Got your life jacket (aka personal flotation device, or PFD)? One of the best parts of a boating vacation is time to read. Long hours bobbing gently on the water, lost in another world, with periodic times of looking up to admire the scenery.
I don't like to take library books on the boat for fear of loss, so I collect possible reading material for quite some time, from used book stores, friends, or the occasional new book. Here are some of the books I took along on this trip:
Britt Marie was Here (Fredrik Backman)
The Little Paris Bookshop (Nina George)
A Royal Pain (Rhys Bowen)
Totem Poles and Tea (Hugina Harold)
Mrs. Roosevelt's Confidante (Susan Elia MacNeal)
The Death of Mrs. Westaway (Ruth Ware)
If You Want to Write (Brenda Ueland)
The Curious Charms of Arthur Pepper (Phaedra Patrick)
I'll See You in Paris (Michelle Gable)
and a few more. Lighthearted, easy reading, for the most part. On vacation, I read about a book per day. Oh, how I anticipated the reading I would do on this vacation. I read 4 novels in the first 5 days. It was delightful.
And then this happened....
I had been working in my sketch book, without my glasses, and decided I needed them. So I went to get them, and then tucked them into the front of my shirt to take a good look over the side of the boat (all sorts of interesting things float by), and quick as a wink, and almost as silently, my glasses slipped from my shirt into the water. We watched them disappear in about 2 seconds.
Reader, I was sickened. A huge pit formed in my stomach. My expensive progressive lenses were now being worn by a fish. Or a crab. Or something else that simply would not appreciate them.
"It's not the end of the world," I told myself. At least I can still appreciate the scenery, sketch a little, and take photos. Tim felt almost as bad as I did and he expressed it well when he said, "For you, reading is like breathing."

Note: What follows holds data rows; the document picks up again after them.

//! Computed (derived) field cells
//!
//! A computed field is produced by a getter closure bound to the owning
//! model, with an optional setter. The cell keeps last-computed
//! bookkeeping, but reads always re-run the getter: derived values stay
//! consistent with the fields they read without any invalidation
//! protocol.

use super::instance::ReactiveModel;
use crate::value::Value;
use std::cell::RefCell;
use std::rc::Rc;

/// Getter closure bound to the owning model
pub type ComputedGetter = Rc<dyn Fn(&ReactiveModel) -> Value>;

/// Setter closure bound to the owning model
pub type ComputedSetter = Rc<dyn Fn(&mut ReactiveModel, Value)>;

/// Configuration for a computed field: a getter and an optional setter
pub struct ComputedSpec {
    pub(crate) getter: ComputedGetter,
    pub(crate) setter: Option<ComputedSetter>,
}

impl ComputedSpec {
    /// Getter-only computed; writes through it are silent no-ops
    pub fn getter(get: impl Fn(&ReactiveModel) -> Value + 'static) -> Self {
        Self {
            getter: Rc::new(get),
            setter: None,
        }
    }

    /// Attach a setter invoked on writes to the computed field
    pub fn with_setter(mut self, set: impl Fn(&mut ReactiveModel, Value) + 'static) -> Self {
        self.setter = Some(Rc::new(set));
        self
    }
}

/// A derived field cell: the getter/setter pair plus last-computed
/// bookkeeping. Lives for the owning instance's lifetime and is never
/// shared across instances.
pub(crate) struct ComputedCell {
    getter: ComputedGetter,
    setter: Option<ComputedSetter>,
    state: RefCell<CellState>,
}

#[derive(Default)]
struct CellState {
    cached: Option<Value>,
    evaluated: bool,
}

impl ComputedCell {
    pub(crate) fn new(spec: ComputedSpec) -> Self {
        Self {
            getter: spec.getter,
            setter: spec.setter,
            state: RefCell::new(CellState::default()),
        }
    }

    /// Run the getter against the model and record the result.
    ///
    /// The cache is written only after the getter returns, so a panicking
    /// getter leaves the previous bookkeeping intact.
    pub(crate) fn evaluate(&self, model: &ReactiveModel) -> Value {
        let value = (self.getter)(model);
        let mut state = self.state.borrow_mut();
        state.cached = Some(value.clone());
        state.evaluated = true;
        value
    }

    pub(crate) fn setter(&self) -> Option<ComputedSetter> {
        self.setter.clone()
    }

    /// Last value the getter produced, if it has run at least once
    pub(crate) fn last_computed(&self) -> Option<Value> {
        self.state.borrow().cached.clone()
    }

    pub(crate) fn has_evaluated(&self) -> bool {
        self.state.borrow().evaluated
    }
}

There was still another week of boating planned. What on earth would I do?
I did a lot of thinking. And a lot of looking at the scenery.
The Duke's words in Shakespeare's As You Like It came to me as I pondered life
"And this our life, exempt from public haunt,
Finds tongues in trees, books in the running brooks,
Sermons in stones, and good in everything."
The "sermons in stones" phrase was particularly meaningful as we chugged alongside immense stone cliffs rising like walls from the ocean floor. Such powerful forces created and continue to alter these formations, forces created by the Creator God.
That pointy bit above looks as though it were ready to fall off and plunge downward. Sights of earlier landslides, 50, 100, 1000 years ago were everywhere. The landscape is continually changing. I'm relieved it didn't fall while we were there.
The above photo is of Lacy Falls, now mostly dry. Fresh water in the Broughtons is tannic, or deeply stained by decaying vegetation in the forests. In turn, the water stains the stone.
Some of these rocky islets resembled huge sleeping beasts, prone on the sea floor, their backs curving above the water level, with a heavy growth of barnacles below the high tide line. Doesn't the above photo remind you of vertebrae?
I didn't arrive at any exciting breakthrough in my thinking, and I actually got so desperate to read by the end that I did manage, in small bits, to read another novel. I chose the largest and clearest font and had very strained eyes by the end of it, but it was worth it. I can't imagine not being able to read, and I'm so, so thankful for my eyesight.
As soon as we arrived where there was cell coverage, I called my eye clinic and made an appointment. The new glasses should be here next week. So it's been a week of not much reading at home, too. I do have a pair of very old lenses that help somewhat, but reading and computer work isn't very comfortable.
Lesson learned - get a strap for my glasses on the boat.
If you're still here I thought you might like to see my little galley. The shelf next to the water faucet folds down to create more space in the cabin. There's a sink, a two-burner propane stove, and a small oven. A few cupboards. On the other side of the doorway (the frame is just visible) is a chest freezer/fridge. For long trips we use it as a freezer, for meat, bread and making ice, and have a well-insulated cooler for a fridge. We change the ice daily and were able to keep milk fresh the entire time we were out.
We eat well. One day Tim caught a small halibut and cleaned it on shore while a mink watched him from behind a rock. The scraps were left for the mink and we enjoyed a delicious dinner of fresh halibut in Alfredo sauce (from a jar), sauteed zucchini, and cauliflower mash. We also have a small barbecue and cook much of our meat there.
In the late afternoon, when the sun streams down, we might go for a little exploration in the dinghy and come back to a cold drink. I brought along a pot of fresh herbs - mint, basil, and parsley. A little mint, muddled with lime, with a bit of simple syrup, topped off with chilled club soda made a refreshing drink.
I brought along a bag of frozen, raw, chocolate chip cookies and baked them one morning when we were waiting for the tide to change to enter a lagoon. What a treat to have with hot chocolate.
Here's one last photo of rocks - with a bear! He was heading off into the trees after foraging on the rocky shore.
Reading - is it like breathing for you, too?